• **YOUR TASK**: Find every line in the records that holds the string "slice". Copy each one.

━━━

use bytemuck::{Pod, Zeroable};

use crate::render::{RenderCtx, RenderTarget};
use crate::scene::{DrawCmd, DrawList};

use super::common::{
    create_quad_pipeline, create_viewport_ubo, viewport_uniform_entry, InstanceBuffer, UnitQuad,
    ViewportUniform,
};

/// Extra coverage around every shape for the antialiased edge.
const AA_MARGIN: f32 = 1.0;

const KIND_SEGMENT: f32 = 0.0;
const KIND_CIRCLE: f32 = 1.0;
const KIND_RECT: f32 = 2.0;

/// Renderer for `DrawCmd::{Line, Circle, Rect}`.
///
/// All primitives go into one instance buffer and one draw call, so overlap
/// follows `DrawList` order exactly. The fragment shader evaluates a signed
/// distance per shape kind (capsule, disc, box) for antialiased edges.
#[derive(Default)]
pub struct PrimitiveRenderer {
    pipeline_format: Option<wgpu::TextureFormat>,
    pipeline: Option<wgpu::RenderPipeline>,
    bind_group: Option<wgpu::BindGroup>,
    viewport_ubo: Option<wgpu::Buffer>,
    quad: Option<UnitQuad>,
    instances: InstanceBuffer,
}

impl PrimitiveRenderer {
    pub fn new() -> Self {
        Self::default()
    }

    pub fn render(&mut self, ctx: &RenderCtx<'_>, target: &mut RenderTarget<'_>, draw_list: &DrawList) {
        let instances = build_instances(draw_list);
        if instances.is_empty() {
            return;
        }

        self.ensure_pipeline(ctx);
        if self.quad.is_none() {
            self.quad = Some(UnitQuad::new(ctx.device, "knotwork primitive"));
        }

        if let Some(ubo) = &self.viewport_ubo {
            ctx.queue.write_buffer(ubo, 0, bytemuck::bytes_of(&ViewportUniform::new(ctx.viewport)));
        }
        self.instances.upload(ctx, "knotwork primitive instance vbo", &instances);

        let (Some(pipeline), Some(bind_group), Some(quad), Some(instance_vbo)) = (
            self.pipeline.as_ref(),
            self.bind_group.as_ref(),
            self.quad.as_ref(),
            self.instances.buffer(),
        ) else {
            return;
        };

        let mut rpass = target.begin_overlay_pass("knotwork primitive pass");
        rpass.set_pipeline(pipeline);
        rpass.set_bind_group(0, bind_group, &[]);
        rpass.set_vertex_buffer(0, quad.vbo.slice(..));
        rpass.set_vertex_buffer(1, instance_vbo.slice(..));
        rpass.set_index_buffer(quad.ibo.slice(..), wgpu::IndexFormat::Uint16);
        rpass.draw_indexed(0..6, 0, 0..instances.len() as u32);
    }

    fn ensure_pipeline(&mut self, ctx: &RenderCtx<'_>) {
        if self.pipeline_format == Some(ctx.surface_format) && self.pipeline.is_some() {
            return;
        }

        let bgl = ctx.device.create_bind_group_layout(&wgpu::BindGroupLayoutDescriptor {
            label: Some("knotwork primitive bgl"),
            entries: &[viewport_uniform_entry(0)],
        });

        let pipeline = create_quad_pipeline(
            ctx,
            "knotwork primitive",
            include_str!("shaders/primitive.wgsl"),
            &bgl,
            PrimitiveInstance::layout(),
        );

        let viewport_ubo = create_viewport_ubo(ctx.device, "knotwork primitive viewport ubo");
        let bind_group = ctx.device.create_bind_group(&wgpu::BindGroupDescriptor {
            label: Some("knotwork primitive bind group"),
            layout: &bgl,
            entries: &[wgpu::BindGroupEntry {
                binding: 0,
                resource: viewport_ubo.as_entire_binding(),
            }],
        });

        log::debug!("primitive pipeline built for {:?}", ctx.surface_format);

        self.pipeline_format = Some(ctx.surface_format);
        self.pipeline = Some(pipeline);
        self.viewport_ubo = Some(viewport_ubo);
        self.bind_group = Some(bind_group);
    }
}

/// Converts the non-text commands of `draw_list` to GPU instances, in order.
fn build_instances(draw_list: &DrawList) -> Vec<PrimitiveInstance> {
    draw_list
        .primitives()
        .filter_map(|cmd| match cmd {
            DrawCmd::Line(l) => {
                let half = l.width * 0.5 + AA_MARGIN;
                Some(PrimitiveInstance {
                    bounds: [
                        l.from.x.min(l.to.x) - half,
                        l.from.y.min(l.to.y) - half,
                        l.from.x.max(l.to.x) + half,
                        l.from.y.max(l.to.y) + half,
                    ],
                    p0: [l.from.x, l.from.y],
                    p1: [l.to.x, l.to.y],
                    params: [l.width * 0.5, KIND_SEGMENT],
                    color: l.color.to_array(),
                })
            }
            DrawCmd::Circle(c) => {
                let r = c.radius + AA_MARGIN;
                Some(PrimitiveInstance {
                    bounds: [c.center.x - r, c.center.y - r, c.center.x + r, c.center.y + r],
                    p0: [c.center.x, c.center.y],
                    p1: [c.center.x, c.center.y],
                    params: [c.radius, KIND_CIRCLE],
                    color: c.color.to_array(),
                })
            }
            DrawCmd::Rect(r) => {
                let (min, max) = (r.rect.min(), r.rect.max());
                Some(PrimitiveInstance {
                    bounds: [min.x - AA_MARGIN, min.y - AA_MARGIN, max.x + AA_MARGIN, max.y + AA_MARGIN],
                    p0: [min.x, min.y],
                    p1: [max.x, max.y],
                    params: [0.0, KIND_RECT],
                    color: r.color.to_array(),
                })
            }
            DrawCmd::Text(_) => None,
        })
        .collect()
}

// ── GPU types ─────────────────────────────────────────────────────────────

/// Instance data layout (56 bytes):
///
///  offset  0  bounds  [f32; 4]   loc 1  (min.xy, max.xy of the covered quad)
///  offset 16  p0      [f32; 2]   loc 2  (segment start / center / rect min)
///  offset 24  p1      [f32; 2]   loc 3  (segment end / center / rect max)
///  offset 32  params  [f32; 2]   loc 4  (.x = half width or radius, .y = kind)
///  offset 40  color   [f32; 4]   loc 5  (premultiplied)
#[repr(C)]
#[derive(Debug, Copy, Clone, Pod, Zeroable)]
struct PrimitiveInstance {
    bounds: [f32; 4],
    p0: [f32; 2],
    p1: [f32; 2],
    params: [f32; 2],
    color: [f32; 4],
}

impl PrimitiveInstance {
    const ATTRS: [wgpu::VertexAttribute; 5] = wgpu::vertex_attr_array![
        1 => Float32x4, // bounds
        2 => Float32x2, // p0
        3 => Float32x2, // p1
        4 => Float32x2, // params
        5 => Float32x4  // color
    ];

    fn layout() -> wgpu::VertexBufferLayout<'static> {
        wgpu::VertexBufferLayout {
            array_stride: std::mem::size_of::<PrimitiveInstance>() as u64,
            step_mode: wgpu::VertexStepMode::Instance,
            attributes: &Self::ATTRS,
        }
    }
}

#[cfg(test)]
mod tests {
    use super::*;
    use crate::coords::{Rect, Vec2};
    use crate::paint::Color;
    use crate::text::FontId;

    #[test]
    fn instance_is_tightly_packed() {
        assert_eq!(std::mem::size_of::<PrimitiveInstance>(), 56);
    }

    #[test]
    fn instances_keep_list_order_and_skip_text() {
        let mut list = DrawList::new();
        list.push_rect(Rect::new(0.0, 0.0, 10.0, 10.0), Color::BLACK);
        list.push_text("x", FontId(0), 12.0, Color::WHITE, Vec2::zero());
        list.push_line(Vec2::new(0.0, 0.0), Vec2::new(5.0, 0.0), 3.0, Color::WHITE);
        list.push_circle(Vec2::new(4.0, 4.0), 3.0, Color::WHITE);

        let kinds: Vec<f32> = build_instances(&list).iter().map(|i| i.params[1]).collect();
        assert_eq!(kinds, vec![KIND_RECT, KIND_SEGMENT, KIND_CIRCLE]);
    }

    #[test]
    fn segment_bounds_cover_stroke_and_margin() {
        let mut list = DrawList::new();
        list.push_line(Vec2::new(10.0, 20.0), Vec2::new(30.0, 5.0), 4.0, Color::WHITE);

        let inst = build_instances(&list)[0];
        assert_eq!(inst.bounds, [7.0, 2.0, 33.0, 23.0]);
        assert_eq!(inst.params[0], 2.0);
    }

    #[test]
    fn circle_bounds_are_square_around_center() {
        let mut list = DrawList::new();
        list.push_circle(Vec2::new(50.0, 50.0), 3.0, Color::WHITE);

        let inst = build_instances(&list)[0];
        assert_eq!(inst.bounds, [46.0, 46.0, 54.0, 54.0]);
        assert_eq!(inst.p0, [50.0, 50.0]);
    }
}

━━━

• **RESPONSE AREA**:
        rpass.set_vertex_buffer(0, quad.vbo.slice(..));
        rpass.set_vertex_buffer(1, instance_vbo.slice(..));
        rpass.set_index_buffer(quad.ibo.slice(..), wgpu::IndexFormat::Uint16);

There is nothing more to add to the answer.